Bringing in an indictment, charges are announced to the defendant, who appeals to the court previously. In case the offender is guilty, the judge will give a sentence according to the rules explicated before, or put off sentencing consecutively to look for other evidences. The sentencing process includes release hearing, preliminary inquiry and trial, sentencing, probation order, fine, imprisonment, and appeal.
Understanding the sentencing options and punishments for certain offenders is crucial in developing the relation between the victim and the so-called accused. Sentences vary from the softest with no certainty to the cruelest with spending the whole life in jail. Canadian courts contain the following sentencing options: imprisonment, suspended sentence, discharge, fine, and probation. A discharge sentence does not give the lawbreaker a criminal record. A dangerous criminal cannot be sentenced to a discharge. There are two types of the latter: absolute and conditional. The first means that the criminal has never been noticed of committing a crime.
The second type means that the lawbreaker will be given a probation period because of committing a crime before this time. He or she can be sentenced in case the offence is not subject to the lowest punishment. Restitution may be given by the court for a goods damage and theft, or several physical or mental harms caused to the victim. A suspended sentence includes the official conviction of an offence, but does not necessitate the criminal to serve the punishment. A fine is the most often used punishment in Canada. For unserious crimes, the highest amount of it is $2000. For the most serious misdemeanours, the sum is not limited. Probation is circumstances that are thought to limit criminals’ actions or support their treatment. These can be sentenced for the lowest crimes. Imprisonment requires the criminal to spend the set time in prison.
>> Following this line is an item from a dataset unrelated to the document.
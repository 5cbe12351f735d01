/// CSV export of telemetry snapshots.
pub mod export;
It can be sentenced for killing, drug selling, and other similar offences. Imprisonment depends on a crime and circumstances. If it is a first-degree murderer, the offender will be sentenced to 20-25 years in jail. The imprisonment process depends on whether the criminal is dangerous. According to Roberts & Cole (1999), the victim of a crime is usually a person the most affected by the offence, which has important implications (p. 217). Victims do not have the right to make independent representations to the court; their active participation in the sentencing process is encouraged. The recent legislation has enhanced victims’ rights in three areas: the right to information, the right to participation, and the right to restitution. They have benefits in the sentencing process. The Criminal Code addresses the admissibility of victims’ statements in sentencing hearings.
The sentencing process in Canada is enormously important for Canadian society. It was analyzed through sentencing principles and procedures, sentencing options, sentencing for particular offences and for specific offenders. Based on this information, the reader can understand the process and its peculiarities.